====== DATA UNDER STUDY ======
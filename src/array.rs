use std::{fmt, slice};

use crate::writer::{FormatContext, FormatWriter};

/// Small list that avoids allocating for zero or one item.
#[derive(Debug, Clone)]
pub(crate) enum Array<T> {
    None,
    One(T),
    Many(Vec<T>),
}

impl<T> Default for Array<T> {
    fn default() -> Self {
        Self::None
    }
}

impl<T> Array<T> {
    pub(crate) fn push(&mut self, item: T) {
        *self = match std::mem::take(self) {
            Self::None => Self::One(item),
            Self::One(first) => Self::Many(vec![first, item]),
            Self::Many(mut items) => {
                items.push(item);
                Self::Many(items)
            }
        };
    }

    pub(crate) fn len(&self) -> usize {
        match self {
            Self::None => 0,
            Self::One(_) => 1,
            Self::Many(items) => items.len(),
        }
    }

    pub(crate) fn is_empty(&self) -> bool {
        self.len() == 0
    }

    pub(crate) fn as_slice(&self) -> &[T] {
        match self {
            Self::None => &[],
            Self::One(item) => slice::from_ref(item),
            Self::Many(items) => items.as_slice(),
        }
    }

    pub(crate) fn iter(&self) -> slice::Iter<'_, T> {
        self.as_slice().iter()
    }
}

impl<T> FromIterator<T> for Array<T> {
    fn from_iter<I: IntoIterator<Item = T>>(iter: I) -> Self {
        let mut array = Self::None;
        for item in iter {
            array.push(item);
        }
        array
    }
}

/// Comma separated list, `*` when empty.
impl<T: FormatWriter> FormatWriter for Array<T> {
    fn format_writer<W: fmt::Write>(&self, context: &mut FormatContext<'_, W>) -> fmt::Result {
        if self.is_empty() {
            return context.writer.write_char('*');
        }
        for (index, item) in self.iter().enumerate() {
            if index > 0 {
                context.writer.write_str(", ")?;
            }
            item.format_writer(context)?;
        }
        Ok(())
    }
}
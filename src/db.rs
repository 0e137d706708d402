use std::{ops::Deref, sync::Arc};

use tokio::sync::Mutex;

use crate::{
    config::Config,
    creator::QueryCreator,
    dialect::Dialect,
    driver::{Driver, DummyDriver},
    error::{Error, Result},
    executor::{Provider, QueryExecutor, TransactionConnection},
};

/// Connection handle for the schema `S`. Cloning is cheap and every clone
/// shares the driver.
///
/// Queries are started through the [`QueryCreator`] methods this handle
/// dereferences to.
pub struct Db<S> {
    creator: QueryCreator<S>,
}

impl<S> Clone for Db<S> {
    fn clone(&self) -> Self {
        Self {
            creator: self.creator.clone(),
        }
    }
}

impl<S> std::fmt::Debug for Db<S> {
    fn fmt(&self, f: &mut std::fmt::Formatter<'_>) -> std::fmt::Result {
        f.debug_struct("Db").field("creator", &self.creator).finish()
    }
}

impl<S> Deref for Db<S> {
    type Target = QueryCreator<S>;

    fn deref(&self) -> &Self::Target {
        &self.creator
    }
}

impl<S> Db<S> {
    pub fn new<D: Driver>(driver: D) -> Self {
        Self::with_config(driver, Config::default())
    }

    pub fn with_config<D: Driver>(driver: D, config: Config) -> Self {
        Self::from_driver(Arc::new(driver), config)
    }

    pub fn from_driver(driver: Arc<dyn Driver>, config: Config) -> Self {
        Self {
            creator: QueryCreator::new(QueryExecutor::new(driver, config.log)),
        }
    }

    /// Handle backed by a [`DummyDriver`]: queries compile and execute but
    /// never return rows.
    pub fn dummy(dialect: Dialect) -> Self {
        Self::new(DummyDriver::new(dialect))
    }

    /// Handle that can compile queries but not run them.
    pub fn compile_only(dialect: Dialect) -> Self {
        Self {
            creator: QueryCreator::new(QueryExecutor::noop(dialect)),
        }
    }

    pub fn is_transaction(&self) -> bool {
        matches!(self.creator.executor().provider(), Provider::Transaction(_))
    }

    /// Acquire a connection and start a transaction on it. Every query of
    /// the returned handle runs on that connection.
    pub async fn begin_transaction(&self) -> Result<Transaction<S>> {
        let executor = self.creator.executor();
        let driver = match executor.provider() {
            Provider::Noop => return Err(Error::NoExecutor),
            Provider::Transaction(_) => return Err(Error::NestedTransaction),
            Provider::Driver(driver) => driver.clone(),
        };

        let mut connection = driver.acquire_connection().await?;
        if let Err(err) = driver.begin_transaction(&mut *connection).await {
            if let Err(release) = driver.release_connection(connection).await {
                tracing::warn!(target: "strata.transaction", error = %release, "failed to release connection");
            }
            return Err(err);
        }
        tracing::debug!(target: "strata.transaction", "begin");

        let transaction = Arc::new(TransactionConnection {
            driver,
            connection: Mutex::new(Some(connection)),
        });
        Ok(Transaction {
            db: Db {
                creator: QueryCreator::new(executor.with_transaction(transaction)),
            },
        })
    }

    /// Run `body` in a transaction. It is committed when `body` returns
    /// `Ok` and rolled back otherwise. A transaction `body` already
    /// finished itself is left alone.
    pub async fn transaction<T, E, B>(&self, body: B) -> Result<T, E>
    where
        B: AsyncFnOnce(Transaction<S>) -> Result<T, E>,
        E: From<Error>,
    {
        let transaction = self.begin_transaction().await?;
        match body(transaction.clone()).await {
            Ok(value) => {
                if transaction.is_open().await {
                    transaction.commit().await?;
                }
                Ok(value)
            }
            Err(err) => {
                if transaction.is_open().await {
                    if let Err(rollback) = transaction.rollback().await {
                        tracing::warn!(target: "strata.transaction", error = %rollback, "rollback failed");
                    }
                }
                Err(err)
            }
        }
    }

    /// Close the driver, for example the connection pool.
    pub async fn destroy(&self) -> Result<()> {
        match self.creator.executor().provider() {
            Provider::Noop => Ok(()),
            Provider::Driver(driver) => driver.destroy().await,
            Provider::Transaction(transaction) => transaction.driver.destroy().await,
        }
    }
}

/// A handle whose queries run inside one transaction.
///
/// It dereferences to [`Db`] and converts into one, so it can be passed
/// wherever a connection handle is expected.
pub struct Transaction<S> {
    db: Db<S>,
}

impl<S> Clone for Transaction<S> {
    fn clone(&self) -> Self {
        Self { db: self.db.clone() }
    }
}

impl<S> std::fmt::Debug for Transaction<S> {
    fn fmt(&self, f: &mut std::fmt::Formatter<'_>) -> std::fmt::Result {
        f.debug_struct("Transaction").field("db", &self.db).finish()
    }
}

impl<S> Deref for Transaction<S> {
    type Target = Db<S>;

    fn deref(&self) -> &Self::Target {
        &self.db
    }
}

impl<S> From<Transaction<S>> for Db<S> {
    fn from(transaction: Transaction<S>) -> Self {
        transaction.db
    }
}

#[derive(Debug, Clone, Copy)]
enum Finish {
    Commit,
    Rollback,
}

impl<S> Transaction<S> {
    pub async fn commit(self) -> Result<()> {
        self.finish(Finish::Commit).await
    }

    pub async fn rollback(self) -> Result<()> {
        self.finish(Finish::Rollback).await
    }

    /// `false` once any clone of this transaction committed or rolled back.
    pub async fn is_open(&self) -> bool {
        match self.db.creator.executor().provider() {
            Provider::Transaction(transaction) => transaction.connection.lock().await.is_some(),
            _ => false,
        }
    }

    async fn finish(self, finish: Finish) -> Result<()> {
        let Provider::Transaction(transaction) = self.db.creator.executor().provider() else {
            return Err(Error::TransactionClosed);
        };
        let Some(mut connection) = transaction.connection.lock().await.take() else {
            return Err(Error::TransactionClosed);
        };

        let driver = &transaction.driver;
        let result = match finish {
            Finish::Commit => driver.commit_transaction(&mut *connection).await,
            Finish::Rollback => driver.rollback_transaction(&mut *connection).await,
        };
        let released = driver.release_connection(connection).await;
        match &result {
            Ok(()) => tracing::debug!(target: "strata.transaction", action = ?finish, "finished"),
            Err(err) => tracing::error!(target: "strata.transaction", action = ?finish, error = %err, "failed"),
        }
        result.and(released)
    }
}
mod common;

use common::*;
use strata::{Error, InsertResult, QueryResult, Value, prelude::*};

fn aniston() -> person::Values<strata::schema::Set, strata::schema::Set, strata::schema::Set> {
    person::row()
        .id(10)
        .first_name("Jennifer")
        .last_name(Some("Aniston".to_owned()))
        .gender(Gender::Other)
        .age(30)
}

#[tokio::test]
async fn test_replace_returns_insert_results() {
    let (db, driver) = setup(Dialect::MySql);
    driver.respond(QueryResult::affected(1));

    let results: Vec<InsertResult> = db.replace_into(person::table).values(aniston()).execute().await.unwrap();
    assert_eq!(1, results.len());
    assert_eq!(Some(1), results[0].num_inserted_or_updated_rows);

    let result: Option<InsertResult> = db
        .replace_into(person::table)
        .values(
            person::row()
                .id(11)
                .first_name("fname")
                .age(10)
                .gender(Gender::Other),
        )
        .execute_take_first()
        .await
        .unwrap();
    assert!(result.is_some());

    let result: InsertResult = db
        .replace_into(person::table)
        .values(aniston())
        .execute_take_first_or_throw()
        .await
        .unwrap();
    assert_eq!(None, result.insert_id);

    let queries = driver.queries();
    assert_eq!(3, queries.len());
    assert_eq!(
        "replace into `person` (`id`, `first_name`, `last_name`, `gender`, `age`) values (?, ?, ?, ?, ?)",
        queries[0].sql
    );
    assert_eq!(
        vec![
            Value::I32(10),
            Value::String("Jennifer".into()),
            Value::String("Aniston".into()),
            Value::String("other".into()),
            Value::I32(30),
        ],
        queries[0].parameters
    );
    assert_eq!(
        "replace into `person` (`id`, `first_name`, `age`, `gender`) values (?, ?, ?, ?)",
        queries[1].sql
    );
}

#[tokio::test]
async fn test_replace_with_common_table_expression() {
    let (db, driver) = setup(Dialect::Sqlite);

    let result = db
        .with(foo::table, |db| {
            db.select_from(person::table)
                .select(person::id)
                .where_eq(person::id, 1)
        })
        .replace_into(movie::table)
        .values_with(|eb| {
            movie::row()
                .id("123")
                .stars(eb.select_from(foo::table).select(foo::id))
        })
        .execute_take_first()
        .await
        .unwrap();
    assert!(result.is_some());

    let queries = driver.queries();
    assert_eq!(
        r#"with "foo"("id") as (select "id" from "person" where "id" = ?1) replace into "movie" ("id", "stars") values (?2, (select "id" from "foo"))"#,
        queries[0].sql
    );
    assert_eq!(
        vec![Value::I32(1), Value::String("123".into())],
        queries[0].parameters
    );
}

#[test]
fn test_replace_unsupported_by_postgres() {
    let db = Db::<Database>::compile_only(Dialect::Postgres);
    let err = db
        .replace_into(book::table)
        .values(book::row().name("bar"))
        .compile()
        .unwrap_err();
    assert!(matches!(
        err,
        Error::Unsupported {
            feature: "replace into",
            dialect: Dialect::Postgres,
        }
    ));
}

#[tokio::test]
async fn test_unsupported_replace_is_not_executed() {
    let (db, driver) = setup(Dialect::Postgres);
    let err = db
        .replace_into(book::table)
        .values(book::row().name("bar"))
        .execute()
        .await
        .unwrap_err();
    assert!(matches!(err, Error::Unsupported { .. }));
    assert!(driver.queries().is_empty());
}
======
• INSTRUCTIONS FOR THE TASK: Above are the records; copy exactly the lines from the line with "impl<S> From<Transaction<S>> for" through the line with "pub async fn commit(self)", both included.

• FINISHED EXERCISE:
impl<S> From<Transaction<S>> for Db<S> {
    fn from(transaction: Transaction<S>) -> Self {
        transaction.db
    }
}

#[derive(Debug, Clone, Copy)]
enum Finish {
    Commit,
    Rollback,
}

impl<S> Transaction<S> {
    pub async fn commit(self) -> Result<()> {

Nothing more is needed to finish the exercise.